Why panties, you ask? “Ahh,” the boys’ commander told the Meteor, “it’s to show the girls that up underneath all that wire and padding they’re all the same.”

This brings us to our next point.

The Delicate Sex

After years of campaigning, women were finally allowed to enroll in the College in 1918, during World War II. President Harrison Randolph decided that if women were going to do all the men’s work in wartime, they may as well be educated.

“And how intense was the resentment of the men when they saw their sanctuary being desecrated by women students!” wrote the 1928 staff of The Comet, the College’s yearbook, under the Co-Ed club’s photo. Still, the women held their own against the tide of outrage; by the late 1920s almost half of all student organizations had a woman at the helm. “All this we have accomplished in one decade,” the Comet boasted. You have to give them credit; it was a different time.

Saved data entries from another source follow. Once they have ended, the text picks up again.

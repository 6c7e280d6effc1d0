//! PM2.5 forecasting service
//!
//! Feature engineering, per-location model training and recursive hourly
//! prediction over air quality measurements, with a thin HTTP surface.

pub mod api;
pub mod app;
pub mod config;
pub mod domain;
pub mod ml;
pub mod repo;
pub mod telemetry;
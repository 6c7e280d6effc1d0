pub mod measurement;
pub mod prediction;

pub use measurement::*;
pub use prediction::*;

With the admission of women came all the passion and intrigue that inevitably follow sexually repressed young people. Breakups, courtships, crushes, marriages and love triangles were all laid bare in the Meteor’s vicious gossip columns. One co-ed tried to hide her face when reporters caught her on a date with a Citadel cadet in 1940. Still, the news was printed. “Why be ashamed, Eleanor? We would!” During a low point for student news at the College, one especially creepy (and short-lived) 1950 column was titled “Old Dad Ogles Girls and Issues O.K. Verdict.”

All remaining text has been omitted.